Biographical details
- Born: June 6, 1925 Birmingham, Alabama, U.S.
- Died: June 13, 2011 (aged 86) McCalla, Alabama, U.S.
- Alma mater: University of Alabama

Coaching career (HC unless noted)
- 1952: Walnut Grove HS (AL)
- 1953–1957: West Blocton HS (AL)
- 1958: B. B. Comer HS (AL)
- 1959–1961: Enterprise HS (AL)
- 1963–1966: Hueytown HS (AL)
- 1967–1969: Livingston
- 1970–1971: Scottsboro HS (AL)
- 1972–1975: Hewitt-Trussville HS (AL)
- 1978–1981: Hueytown HS (AL)

Head coaching record
- Overall: 19–9–2 (college) 190–73–8 (high school)
- Bowls: 0–1

= Morris Higginbotham =

American football coach (1925–2011)

Morris Higginbotham (June 6, 1925 – June 13, 2011) was a football head coach for numerous Alabama high schools and at Livingston College (now the University of West Alabama) from 1952 through his retirement in 1981.

==Early life==
Higginbotham was born in Birmingham, Alabama in 1925. Between 1943 and 1946 he served in the United States Army Air Corps as a soldier in World War II. Upon his return, he earned his college from the University of Alabama and began his coaching career in 1952 at Walnut Grove High School.

==Coaching career==

===High school===
In 1952, Higginbotham began his coaching career at Walnut Grove High School, where he compiled a record of seven wins, two losses and one tie (7–2–1) during his lone season there. From 1953 to 1957 he led West Blocton High School to an overall record of 41 wins, six losses and two ties (41–6–2). His tenure there included three undefeated seasons and for his efforts the field bears his name. From West Blocton Higginbotham coached one year at B.B. Comer High School (5–4–1) before he started his three-year tenure at Enterprise High School, where he compiled an overall record of 27 wins, two losses and one tie (27–2–1). From Enterprise, he moved to Hueytown High School, where he compiled a record of 23 wins, 12 losses and three ties (23–12–3) during his first tenure at the school.

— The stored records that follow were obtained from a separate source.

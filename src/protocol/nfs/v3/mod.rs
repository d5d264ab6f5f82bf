//! NFS version 3 procedure handlers (RFC 1813).
//!
//! One module per procedure, all routed through [`handle_nfs`]. Every
//! handler follows the same shape: decode the argument structure, resolve
//! file handles through the mount's dispatcher, run one canonical
//! operation, and encode either the success payload or the status code
//! the dispatcher error maps to. Handlers never terminate the connection;
//! a failed call is a well-formed error reply.

use std::io::{Read, Write};

use num_traits::cast::FromPrimitive;
use tracing::warn;

use crate::dispatch::{
    AttrPatch, DispatchError, ObjectAttr, ObjectId, ObjectKind, TimePatch, Timestamp,
    VfsDispatcher,
};
use crate::protocol::rpc;
use crate::protocol::xdr::{self, nfs3, Serialize};

mod access;
mod commit;
mod create;
mod fsinfo;
mod fsstat;
mod getattr;
mod link;
mod lookup;
mod mkdir;
mod mknod;
mod null;
mod pathconf;
mod read;
mod readdir;
mod readdirplus;
mod readlink;
mod remove;
mod rename;
mod rmdir;
mod setattr;
mod symlink;
mod write;

use access::nfsproc3_access;
use commit::nfsproc3_commit;
use create::nfsproc3_create;
use fsinfo::nfsproc3_fsinfo;
use fsstat::nfsproc3_fsstat;
use getattr::nfsproc3_getattr;
use link::nfsproc3_link;
use lookup::nfsproc3_lookup;
use mkdir::nfsproc3_mkdir;
use mknod::nfsproc3_mknod;
use null::nfsproc3_null;
use pathconf::nfsproc3_pathconf;
use read::nfsproc3_read;
use readdir::nfsproc3_readdir;
use readdirplus::nfsproc3_readdirplus;
use readlink::nfsproc3_readlink;
use remove::nfsproc3_remove;
use rename::nfsproc3_rename;
use rmdir::nfsproc3_rmdir;
use setattr::nfsproc3_setattr;
use symlink::nfsproc3_symlink;
use write::nfsproc3_write;

/// Routes one accepted NFS call to its procedure handler.
///
/// A call for any program version other than [`nfs3::VERSION`] is denied
/// with RPC_MISMATCH carrying exactly the supported bounds; a procedure
/// number outside the table is answered PROC_UNAVAIL. Neither reaches a
/// handler.
pub async fn handle_nfs(
    xid: u32,
    call: xdr::rpc::call_body,
    input: &mut impl Read,
    output: &mut impl Write,
    context: &rpc::Context,
) -> Result<(), anyhow::Error> {
    if call.vers != nfs3::VERSION {
        warn!(vers = call.vers, supported = nfs3::VERSION, "unsupported nfs program version");
        xdr::rpc::version_mismatch_reply(xid, nfs3::VERSION, nfs3::VERSION).serialize(output)?;
        return Ok(());
    }
    let proc = nfs3::NfsProc3::from_u32(call.proc).unwrap_or(nfs3::NfsProc3::INVALID);

    match proc {
        nfs3::NfsProc3::NULL => nfsproc3_null(xid, output)?,
        nfs3::NfsProc3::GETATTR => nfsproc3_getattr(xid, input, output, context).await?,
        nfs3::NfsProc3::SETATTR => nfsproc3_setattr(xid, input, output, context).await?,
        nfs3::NfsProc3::LOOKUP => nfsproc3_lookup(xid, input, output, context).await?,
        nfs3::NfsProc3::ACCESS => nfsproc3_access(xid, input, output, context).await?,
        nfs3::NfsProc3::READLINK => nfsproc3_readlink(xid, input, output, context).await?,
        nfs3::NfsProc3::READ => nfsproc3_read(xid, input, output, context).await?,
        nfs3::NfsProc3::WRITE => nfsproc3_write(xid, input, output, context).await?,
        nfs3::NfsProc3::CREATE => nfsproc3_create(xid, input, output, context).await?,
        nfs3::NfsProc3::MKDIR => nfsproc3_mkdir(xid, input, output, context).await?,
        nfs3::NfsProc3::SYMLINK => nfsproc3_symlink(xid, input, output, context).await?,
        nfs3::NfsProc3::MKNOD => nfsproc3_mknod(xid, input, output, context).await?,
        nfs3::NfsProc3::REMOVE => nfsproc3_remove(xid, input, output, context).await?,
        nfs3::NfsProc3::RMDIR => nfsproc3_rmdir(xid, input, output, context).await?,
        nfs3::NfsProc3::RENAME => nfsproc3_rename(xid, input, output, context).await?,
        nfs3::NfsProc3::LINK => nfsproc3_link(xid, input, output, context).await?,
        nfs3::NfsProc3::READDIR => nfsproc3_readdir(xid, input, output, context).await?,
        nfs3::NfsProc3::READDIRPLUS => nfsproc3_readdirplus(xid, input, output, context).await?,
        nfs3::NfsProc3::FSSTAT => nfsproc3_fsstat(xid, input, output, context).await?,
        nfs3::NfsProc3::FSINFO => nfsproc3_fsinfo(xid, input, output, context).await?,
        nfs3::NfsProc3::PATHCONF => nfsproc3_pathconf(xid, input, output, context).await?,
        nfs3::NfsProc3::COMMIT => nfsproc3_commit(xid, input, output, context).await?,
        nfs3::NfsProc3::INVALID => {
            warn!(proc = call.proc, "unknown nfs procedure");
            xdr::rpc::proc_unavail_reply(xid).serialize(output)?;
        }
    }
    Ok(())
}

/// Fixed, total mapping from the dispatcher taxonomy to NFS status codes.
fn status_of(err: &DispatchError) -> nfs3::nfsstat3 {
    match err {
        DispatchError::NotFound => nfs3::nfsstat3::NFS3ERR_NOENT,
        DispatchError::NotADirectory => nfs3::nfsstat3::NFS3ERR_NOTDIR,
        DispatchError::IsADirectory => nfs3::nfsstat3::NFS3ERR_ISDIR,
        DispatchError::AlreadyExists => nfs3::nfsstat3::NFS3ERR_EXIST,
        DispatchError::StaleHandle => nfs3::nfsstat3::NFS3ERR_STALE,
        DispatchError::StaleCookie => nfs3::nfsstat3::NFS3ERR_BAD_COOKIE,
        DispatchError::PermissionDenied => nfs3::nfsstat3::NFS3ERR_ACCES,
        DispatchError::NoSpace => nfs3::nfsstat3::NFS3ERR_NOSPC,
        DispatchError::IoFailure(_) => nfs3::nfsstat3::NFS3ERR_IO,
        DispatchError::Unimplemented => nfs3::nfsstat3::NFS3ERR_NOTSUPP,
    }
}

fn to_nfstime(time: Timestamp) -> nfs3::nfstime3 {
    nfs3::nfstime3 { seconds: time.seconds as u32, nseconds: time.nanos }
}

fn to_fattr3(attr: &ObjectAttr) -> nfs3::fattr3 {
    let ftype = match attr.kind {
        ObjectKind::Regular => nfs3::ftype3::NF3REG,
        ObjectKind::Directory => nfs3::ftype3::NF3DIR,
        ObjectKind::Symlink => nfs3::ftype3::NF3LNK,
    };
    nfs3::fattr3 {
        ftype,
        mode: attr.mode,
        nlink: attr.nlink,
        uid: attr.uid,
        gid: attr.gid,
        size: attr.size,
        used: attr.size,
        rdev: nfs3::specdata3::default(),
        fsid: 0,
        fileid: attr.id.0,
        atime: to_nfstime(attr.atime),
        mtime: to_nfstime(attr.mtime),
        ctime: to_nfstime(attr.ctime),
    }
}

fn to_wcc_attr(attr: &ObjectAttr) -> nfs3::wcc_attr {
    nfs3::wcc_attr {
        size: attr.size,
        mtime: to_nfstime(attr.mtime),
        ctime: to_nfstime(attr.ctime),
    }
}

fn to_patch(sattr: &nfs3::sattr3) -> AttrPatch {
    let time_patch = |time: &nfs3::set_time| match time {
        nfs3::set_time::DONT_CHANGE => None,
        nfs3::set_time::SET_TO_SERVER_TIME => Some(TimePatch::Now),
        nfs3::set_time::SET_TO_CLIENT_TIME(t) => Some(TimePatch::At(Timestamp {
            seconds: t.seconds as u64,
            nanos: t.nseconds,
        })),
    };
    AttrPatch {
        mode: match sattr.mode {
            nfs3::set_mode3::mode(mode) => Some(mode),
            nfs3::set_mode3::Void => None,
        },
        uid: match sattr.uid {
            nfs3::set_uid3::uid(uid) => Some(uid),
            nfs3::set_uid3::Void => None,
        },
        gid: match sattr.gid {
            nfs3::set_gid3::gid(gid) => Some(gid),
            nfs3::set_gid3::Void => None,
        },
        size: match sattr.size {
            nfs3::set_size3::size(size) => Some(size),
            nfs3::set_size3::Void => None,
        },
        atime: time_patch(&sattr.atime),
        mtime: time_patch(&sattr.mtime),
    }
}

/// Resolves a wire handle to an object id, or the status to answer with.
fn resolve_fh(context: &rpc::Context, fh: &nfs3::nfs_fh3) -> Result<ObjectId, nfs3::nfsstat3> {
    context.dispatcher.object_for_handle(&fh.data).map_err(|err| status_of(&err))
}

/// Object attributes as the optional post-operation field, Void when the
/// dispatcher cannot produce them.
async fn post_attr_for(context: &rpc::Context, id: ObjectId) -> nfs3::post_op_attr {
    context.dispatcher.getattr(id).await.ok().map(|attr| to_fattr3(&attr)).into()
}

/// Object attributes as the optional pre-operation field.
async fn pre_attr_for(context: &rpc::Context, id: ObjectId) -> nfs3::pre_op_attr {
    match context.dispatcher.getattr(id).await {
        Ok(attr) => nfs3::pre_op_attr::attributes(to_wcc_attr(&attr)),
        Err(_) => nfs3::pre_op_attr::Void,
    }
}

/// Verifier detecting server restarts between WRITE and COMMIT: the
/// session generation, which changes exactly when handles go stale.
fn write_verf(context: &rpc::Context) -> nfs3::writeverf3 {
    context.dispatcher.generation().to_be_bytes()
}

After a stint as head coach at Livingston College, Higginbotham returned to high school coaching at Scottsboro High School for two seasons (13–9) and then at Hewitt-Trussville High School from 1972 to 1975 where he compiled a record of 24 wins, 14 losses and one tie (24–14–1). He then concluded his coaching career with his second stint at Hueytown where he compiled a record of 15 wins, 24 losses and one tie (15–24–1) before his retirement after the 1981 season.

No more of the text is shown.